Travis Fickett of IGN said the new paper company continued to serve as a good change for the series, and the Michael and Dwight rivalry was a "fun development, and it feels as though the writers are taking great advantage of the [storyline]". Steve Mullen praised the episode not only for the Michael/Dwight war, but also for smaller moments like the cheese puff tosses and the messages Pam and Ryan wrote on a clipboard for Michael during his phone call; Mullen said, "I'm not sure any other 30 minute comedy currently on TV can even touch The Office." Amy Stetts of The Express-Times said the Michael Scott Paper Company plot "peaked" with this episode, and she genuinely could not predict how the storyline would end.

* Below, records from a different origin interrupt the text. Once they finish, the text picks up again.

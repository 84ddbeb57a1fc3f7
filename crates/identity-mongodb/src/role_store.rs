use futures::TryStreamExt;
use mongodb::Collection;
use mongodb::bson::Document;
use tokio_util::sync::CancellationToken;
use tracing::{debug, warn};

use identity_domain::Role;

use crate::cancel::{ensure_active, with_cancel};
use crate::context::MongoDbContext;
use crate::error::StoreError;
use crate::filter;
use crate::store::{QueryableRoleStore, RoleStore};

/// Role store backed by the role collection of a [`MongoDbContext`].
#[derive(Clone, Debug)]
pub struct MongoRoleStore {
    context: MongoDbContext,
}

impl MongoRoleStore {
    pub fn new(context: MongoDbContext) -> Self {
        Self { context }
    }

    fn collection(&self) -> &Collection<Role> {
        self.context.roles()
    }

    fn scoped(&self, filter: Document) -> Document {
        self.context.role_filter(filter)
    }
}

impl RoleStore for MongoRoleStore {
    async fn create(&self, role: &Role, cancel: &CancellationToken) -> Result<(), StoreError> {
        with_cancel(cancel, self.collection().insert_one(role)).await?;
        debug!(role_id = %role.id(), "role created");
        Ok(())
    }

    async fn delete(&self, role: &Role, cancel: &CancellationToken) -> Result<(), StoreError> {
        let filter = self.scoped(filter::by_id(role.id().0));
        let result = with_cancel(cancel, self.collection().delete_one(filter)).await?;
        debug!(role_id = %role.id(), deleted = result.deleted_count, "role deleted");
        Ok(())
    }

    async fn update(&self, role: &Role, cancel: &CancellationToken) -> Result<(), StoreError> {
        let filter = self.scoped(filter::by_id(role.id().0));
        let previous =
            with_cancel(cancel, self.collection().find_one_and_replace(filter, role)).await?;
        if previous.is_none() {
            warn!(role_id = %role.id(), "update matched no role document");
        }
        Ok(())
    }

    /// Roles are looked up by normalized name only.
    async fn find_by_id(
        &self,
        _role_id: &str,
        cancel: &CancellationToken,
    ) -> Result<Option<Role>, StoreError> {
        ensure_active(cancel)?;
        Err(StoreError::NotSupported("find role by id"))
    }

    async fn find_by_name(
        &self,
        normalized_role_name: &str,
        cancel: &CancellationToken,
    ) -> Result<Option<Role>, StoreError> {
        let filter = self.scoped(filter::by_normalized_name(normalized_role_name));
        with_cancel(cancel, self.collection().find_one(filter)).await
    }

    async fn role_id(&self, role: &Role, cancel: &CancellationToken) -> Result<String, StoreError> {
        ensure_active(cancel)?;
        Ok(role.id().to_hex())
    }

    async fn role_name(
        &self,
        role: &Role,
        cancel: &CancellationToken,
    ) -> Result<Option<String>, StoreError> {
        ensure_active(cancel)?;
        Ok(role.name.clone())
    }

    async fn set_role_name(
        &self,
        role: &mut Role,
        role_name: Option<&str>,
        cancel: &CancellationToken,
    ) -> Result<(), StoreError> {
        ensure_active(cancel)?;
        role.name = role_name.map(str::to_owned);
        Ok(())
    }

    async fn normalized_role_name(
        &self,
        role: &Role,
        cancel: &CancellationToken,
    ) -> Result<Option<String>, StoreError> {
        ensure_active(cancel)?;
        Ok(role.normalized_name.clone())
    }

    async fn set_normalized_role_name(
        &self,
        role: &mut Role,
        normalized_name: Option<&str>,
        cancel: &CancellationToken,
    ) -> Result<(), StoreError> {
        ensure_active(cancel)?;
        role.normalized_name = normalized_name.map(str::to_owned);
        Ok(())
    }
}

impl QueryableRoleStore for MongoRoleStore {
    async fn roles(&self, cancel: &CancellationToken) -> Result<Vec<Role>, StoreError> {
        let roles = self.collection();
        let filter = self.scoped(filter::all());
        with_cancel(cancel, async move {
            let cursor = roles.find(filter).await?;
            cursor.try_collect::<Vec<Role>>().await
        })
        .await
    }
}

Not all reviews were positive. Although Nathan Rabin of The A.V. Club said the cheese puffs scene was "one of the most awesome cold opens in recent memory", he also said "Heavy Competition" was "one of the weakest episodes of the Idris Elba cycle". Rabin also said Jim's treatment of Andy was mean-spirited and unfunny: "Jim tried to spin it into a character-building lesson for Andy but it left a bad taste all the same."

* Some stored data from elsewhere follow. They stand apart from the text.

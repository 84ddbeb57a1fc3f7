use identity_mongodb::store::{
    QueryableRoleStore, QueryableUserStore, RoleStore, UserEmailStore, UserRoleStore, UserStore,
};
use identity_mongodb::{CancellationToken, StoreError};
use identity_testing::TestMongo;
use identity_testing::fixture::{named_user, test_role, test_user};

#[tokio::test]
async fn should_find_role_by_normalized_name() {
    let Some(mongo) = TestMongo::from_env().await else {
        return;
    };
    let store = mongo.stores().role_store();
    let cancel = CancellationToken::new();
    let role = test_role("Admin");

    store.create(&role, &cancel).await.unwrap();

    let found = store.find_by_name("ADMIN", &cancel).await.unwrap();
    assert_eq!(found, Some(role));
    assert!(store.find_by_name("Admin", &cancel).await.unwrap().is_none());

    mongo.drop_database().await;
}

#[tokio::test]
async fn should_store_renamed_role_on_update() {
    let Some(mongo) = TestMongo::from_env().await else {
        return;
    };
    let store = mongo.stores().role_store();
    let cancel = CancellationToken::new();
    let mut role = test_role("Admin");
    store.create(&role, &cancel).await.unwrap();

    store
        .set_normalized_role_name(&mut role, Some("OWNER"), &cancel)
        .await
        .unwrap();
    store.update(&role, &cancel).await.unwrap();

    assert!(store.find_by_name("ADMIN", &cancel).await.unwrap().is_none());
    let renamed = store.find_by_name("OWNER", &cancel).await.unwrap().unwrap();
    assert_eq!(renamed.concurrency_stamp, role.concurrency_stamp);

    mongo.drop_database().await;
}

#[tokio::test]
async fn should_list_and_delete_roles() {
    let Some(mongo) = TestMongo::from_env().await else {
        return;
    };
    let store = mongo.stores().role_store();
    let cancel = CancellationToken::new();
    let admin = test_role("Admin");
    let editor = test_role("Editor");
    store.create(&admin, &cancel).await.unwrap();
    store.create(&editor, &cancel).await.unwrap();

    assert_eq!(store.roles(&cancel).await.unwrap().len(), 2);
    store.delete(&admin, &cancel).await.unwrap();
    assert_eq!(store.roles(&cancel).await.unwrap(), vec![editor]);

    mongo.drop_database().await;
}

#[tokio::test]
async fn should_resolve_roles_when_collection_is_shared_with_users() {
    let Some(mongo) = TestMongo::shared_from_env().await else {
        return;
    };
    let users = mongo.stores().user_store();
    let roles = mongo.stores().role_store();
    let cancel = CancellationToken::new();

    roles.create(&test_role("Admin"), &cancel).await.unwrap();
    let mut user = test_user();
    users.add_to_role(&mut user, "ADMIN", &cancel).await.unwrap();
    users.create(&user, &cancel).await.unwrap();

    let loaded = users
        .find_by_id(&user.id().to_hex(), &cancel)
        .await
        .unwrap()
        .unwrap();
    assert_eq!(loaded.roles, vec!["ADMIN"]);

    mongo.drop_database().await;
}

#[tokio::test]
async fn should_not_treat_user_as_role_when_collection_is_shared() {
    let Some(mongo) = TestMongo::shared_from_env().await else {
        return;
    };
    let users = mongo.stores().user_store();
    let cancel = CancellationToken::new();
    let mut user = test_user();
    users.create(&user, &cancel).await.unwrap();

    let result = users.add_to_role(&mut user, "ALICE", &cancel).await;
    assert!(matches!(result, Err(StoreError::InvalidOperation(_))));
    assert!(user.roles.is_empty());

    mongo.drop_database().await;
}

#[tokio::test]
async fn should_not_find_role_as_user_when_collection_is_shared() {
    let Some(mongo) = TestMongo::shared_from_env().await else {
        return;
    };
    let users = mongo.stores().user_store();
    let roles = mongo.stores().role_store();
    let cancel = CancellationToken::new();
    roles.create(&test_role("Admin"), &cancel).await.unwrap();

    assert!(users.find_by_name("ADMIN", &cancel).await.unwrap().is_none());
    assert!(users.find_by_email("ADMIN", &cancel).await.unwrap().is_none());

    mongo.drop_database().await;
}

#[tokio::test]
async fn should_list_each_document_type_separately_when_collection_is_shared() {
    let Some(mongo) = TestMongo::shared_from_env().await else {
        return;
    };
    let users = mongo.stores().user_store();
    let roles = mongo.stores().role_store();
    let cancel = CancellationToken::new();
    let admin = test_role("Admin");
    let alice = test_user();
    roles.create(&admin, &cancel).await.unwrap();
    users.create(&alice, &cancel).await.unwrap();

    assert_eq!(roles.roles(&cancel).await.unwrap(), vec![admin]);
    assert_eq!(users.users(&cancel).await.unwrap(), vec![alice]);

    mongo.drop_database().await;
}

#[tokio::test]
async fn should_allow_user_and_role_with_same_name_when_collection_is_shared() {
    let Some(mongo) = TestMongo::shared_from_env().await else {
        return;
    };
    let users = mongo.stores().user_store();
    let roles = mongo.stores().role_store();
    let cancel = CancellationToken::new();
    let admin_user = named_user("Admin");
    let admin_role = test_role("Admin");

    users.create(&admin_user, &cancel).await.unwrap();
    roles.create(&admin_role, &cancel).await.unwrap();

    assert_eq!(
        users.find_by_name("ADMIN", &cancel).await.unwrap(),
        Some(admin_user)
    );
    assert_eq!(
        roles.find_by_name("ADMIN", &cancel).await.unwrap(),
        Some(admin_role)
    );

    mongo.drop_database().await;
}
use axum::Json;
use axum::http::StatusCode;
use axum::response::{IntoResponse, Response};

/// Render the `{ "kind", "message" }` body every service error uses.
pub fn error_response(status: StatusCode, kind: &'static str, message: String) -> Response {
    let body = serde_json::json!({
        "kind": kind,
        "message": message,
    });
    (status, Json(body)).into_response()
}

In her list of the top ten moments from the fifth season of The Office, phillyBurbs.com writer Jen Wielgus ranked Michael's formation of the Michael Scott Paper Company in the downstairs storage closet as number one, citing the "Dream Team", "Michael Scott Paper Company" and "Heavy Competition" episodes in particular. She also said she specifically enjoyed the cheese puff tossing scene, and the moment when Dwight dropped his clothes to show he was not wearing a wire, both scenes from "Heavy Competition". "Heavy Competition" was voted the fourth highest-rated episode out of 26 from the fifth season, according to an episode poll at the fansite OfficeTally; the episode was rated 8.66 out of 10.